I worked with a really small crew. On indie films I like to keep production as minimal as possible, and since we shot on location in a house in Brooklyn, there wasn’t room for very many people on set! This was the first time I’ve worked with Adam Kolodny, the cinematographer, we had so much fun designing this look — “sun-lit naturalistic horror.”

All of the post production was with people I’ve worked with before: James Renfroe, an excellent editor I worked with on a TV series called “Superstore.” Jordan Seigel - who won Best Music at Deluxe - is a brilliant composer who also did the score for my pilot “Giving Up.” And Gene Park - who won at Deluxe Film Festival for Sound Design - has mixed so many amazing films, like The Farewell and Midsommar. I love working with Gene - he also mixed Giving Up - we have similar taste so it’s always an easy collaboration. 

Q: We really want to know more about the process of cooperation with SHP Comics. Did the comic book influenced a lot the look of the movie ? Or you just had a little bit of inspiration from it ? 

The comic book didn’t really influence the look of the film, but Shawn Hainsworth who wrote the comic book (Erotech) is the genesis of this whole project. He’d turned one of his comics into a short screenplay and was looking for a director. He found me somehow, I think through the DGA (Directors Guild of America) and reached out through my website. The idea sounded interesting so he sent me the script, which was funny and I thought it could be a fun film to direct.

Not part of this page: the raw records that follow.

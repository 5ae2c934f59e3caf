// src/exec.rs

//! External process execution
//!
//! Every interaction with `git`, `eopkg` and `pkexec` goes through the
//! [`Runner`] trait so callers can be exercised without the real tools.

use crate::error::{Error, Result};
use std::ffi::{OsStr, OsString};
use std::fmt;
use std::io::{self, BufRead, BufReader, Lines};
use std::path::{Path, PathBuf};
use std::process::{Child, ChildStdout, Command, Stdio};
use tracing::debug;

/// Lazily read stdout lines of a running child process
pub type LineStream = Box<dyn Iterator<Item = Result<String>>>;

/// A command line for an external tool
#[derive(Debug, Clone, PartialEq, Eq)]
pub struct ToolCommand {
    program: PathBuf,
    args: Vec<OsString>,
    current_dir: Option<PathBuf>,
}

impl ToolCommand {
    pub fn new(program: impl AsRef<Path>) -> Self {
        Self {
            program: program.as_ref().to_path_buf(),
            args: Vec::new(),
            current_dir: None,
        }
    }

    /// Run `program` through a privilege elevation helper such as `pkexec`
    pub fn elevated(elevator: impl AsRef<Path>, program: impl AsRef<Path>) -> Self {
        Self::new(elevator).arg(program.as_ref())
    }

    pub fn arg(mut self, arg: impl AsRef<OsStr>) -> Self {
        self.args.push(arg.as_ref().to_os_string());
        self
    }

    pub fn args<I, S>(mut self, args: I) -> Self
    where
        I: IntoIterator<Item = S>,
        S: AsRef<OsStr>,
    {
        self.args
            .extend(args.into_iter().map(|a| a.as_ref().to_os_string()));
        self
    }

    pub fn current_dir(mut self, dir: impl AsRef<Path>) -> Self {
        self.current_dir = Some(dir.as_ref().to_path_buf());
        self
    }

    pub fn program(&self) -> &Path {
        &self.program
    }

    pub fn get_args(&self) -> &[OsString] {
        &self.args
    }

    pub fn get_current_dir(&self) -> Option<&Path> {
        self.current_dir.as_deref()
    }

    /// Arguments as lossy UTF-8, for matching in logs and tests
    pub fn args_lossy(&self) -> Vec<String> {
        self.args
            .iter()
            .map(|a| a.to_string_lossy().into_owned())
            .collect()
    }

    fn to_command(&self) -> Command {
        let mut command = Command::new(&self.program);
        command.args(&self.args);
        if let Some(dir) = &self.current_dir {
            command.current_dir(dir);
        }
        command
    }
}

impl fmt::Display for ToolCommand {
    fn fmt(&self, f: &mut fmt::Formatter<'_>) -> fmt::Result {
        write!(f, "{}", self.program.display())?;
        for arg in &self.args {
            write!(f, " {}", arg.to_string_lossy())?;
        }
        Ok(())
    }
}

/// Executes external tools
#[cfg_attr(test, mockall::automock)]
pub trait Runner {
    /// Run to completion with inherited stdio
    ///
    /// Interactive tools (pkexec prompts, git credentials) talk to the user
    /// directly. A non-zero exit is `Error::ExternalToolFailed`.
    fn run(&self, command: &ToolCommand) -> Result<()>;

    /// Spawn with a piped stdout and return its lines as they are produced
    ///
    /// The stream is single-pass. The child is reaped when the stream is
    /// exhausted; a non-zero exit is reported as the final item.
    fn stream_lines(&self, command: &ToolCommand) -> Result<LineStream>;
}

/// Runs tools as real child processes
#[derive(Debug, Default, Clone, Copy)]
pub struct SystemRunner;

impl Runner for SystemRunner {
    fn run(&self, command: &ToolCommand) -> Result<()> {
        debug!("Running: {}", command);

        let status = command.to_command().status().map_err(|e| Error::Spawn {
            tool: command.to_string(),
            source: e,
        })?;

        if !status.success() {
            return Err(Error::ExternalToolFailed {
                tool: command.to_string(),
                code: status.code(),
            });
        }

        Ok(())
    }

    fn stream_lines(&self, command: &ToolCommand) -> Result<LineStream> {
        debug!("Streaming output of: {}", command);

        let mut child = command
            .to_command()
            .stdout(Stdio::piped())
            .spawn()
            .map_err(|e| Error::Spawn {
                tool: command.to_string(),
                source: e,
            })?;

        let stdout = child.stdout.take().ok_or_else(|| Error::Spawn {
            tool: command.to_string(),
            source: io::Error::other("stdout was not captured"),
        })?;

        Ok(Box::new(ChildLines {
            tool: command.to_string(),
            child: Some(child),
            lines: BufReader::new(stdout).lines(),
        }))
    }
}

/// Line iterator that owns its child process
struct ChildLines {
    tool: String,
    child: Option<Child>,
    lines: Lines<BufReader<ChildStdout>>,
}

impl ChildLines {
    /// Wait for the child once stdout is drained
    fn finish(&mut self) -> Option<Result<String>> {
        let mut child = self.child.take()?;
        match child.wait() {
            Ok(status) if status.success() => None,
            Ok(status) => Some(Err(Error::ExternalToolFailed {
                tool: self.tool.clone(),
                code: status.code(),
            })),
            Err(e) => Some(Err(Error::Io(e))),
        }
    }
}

impl Iterator for ChildLines {
    type Item = Result<String>;

    fn next(&mut self) -> Option<Self::Item> {
        self.child.as_ref()?;
        match self.lines.next() {
            Some(Ok(line)) => Some(Ok(line)),
            Some(Err(e)) => {
                if let Some(mut child) = self.child.take() {
                    let _ = child.kill();
                    let _ = child.wait();
                }
                Some(Err(Error::Io(e)))
            }
            None => self.finish(),
        }
    }
}

impl Drop for ChildLines {
    fn drop(&mut self) {
        if let Some(mut child) = self.child.take() {
            let _ = child.kill();
            let _ = child.wait();
        }
    }
}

I liked the artwork in the comic, but I didn’t want to use a comic book style for the film compositions and lighting at all. I pitched to Shawn that I wanted to stay from anything sci-fi, hi-tech or futuristic, but to keep it realistic, present day, naturalistic and messy, with the horror element as an unexpected turn in this mundane apartment on a sunny afternoon. I showed Shawn some frames from Eternal Sunshine of the Spotless Mind as a jumping-off point for the approach to the robotic technology aspect of the film. Shawn was very open to departing from the artwork in the comic book. We wound up agreeing on pretty much everything throughout the process so it was a very easy collaboration. 

Q:Are you a comic fan ? What’s your favorite one, (if you have to pick one)

I wouldn’t say I’m a huge comic fan in general, but do love old underground comic artists like Harvey Pekar, R.Crumb. I was lucky enough to know Joe Matt the creator of Peep Show, who we lost recently, I loved Peep Show and am hoping the TV series that I know some amazing people are trying to set up based on that comic, will happen. My favorite comic is probably Yummy Fur, and everything by Chester Brown. If you like indie comics I’d also recommend checking out Jeff Lewis who is a very cool and talented comic artist here in NYC and also an amazing musician and songwriter.

Q:You also are a great musician. So, how you managed everything with the music composer? Tell us more about the way you work with music composers in general.

I think being a musician makes collaborating with composers easier, but I also suspect I get more involved and opinionated about specific aspects of the score than most directors. Jordan Seigel has become my favorite composer to work with - he understands how to nail the nuances in the comic tone I’m looking for, how to keep it dry and understated, when to experiment, when to push things.

I saw this project as an opportunity to let Jordan do whatever he wanted - I didn’t come in with a predetermined idea about instrumentation or anything. I wanted him to have fun with it. He ended up creating such a glorious soundscape of prepared piano sounds and weird percussion, I just loved it right off the bat. It had the perfect balance of horror, suspense, comedy, and weirdness. I think I had 2-3 minor tweaks after he sent me his first rough pass, and that was it. It’s fantastic when you find people you can trust to freely do their own thing and know that they’re going to bring so much to the film!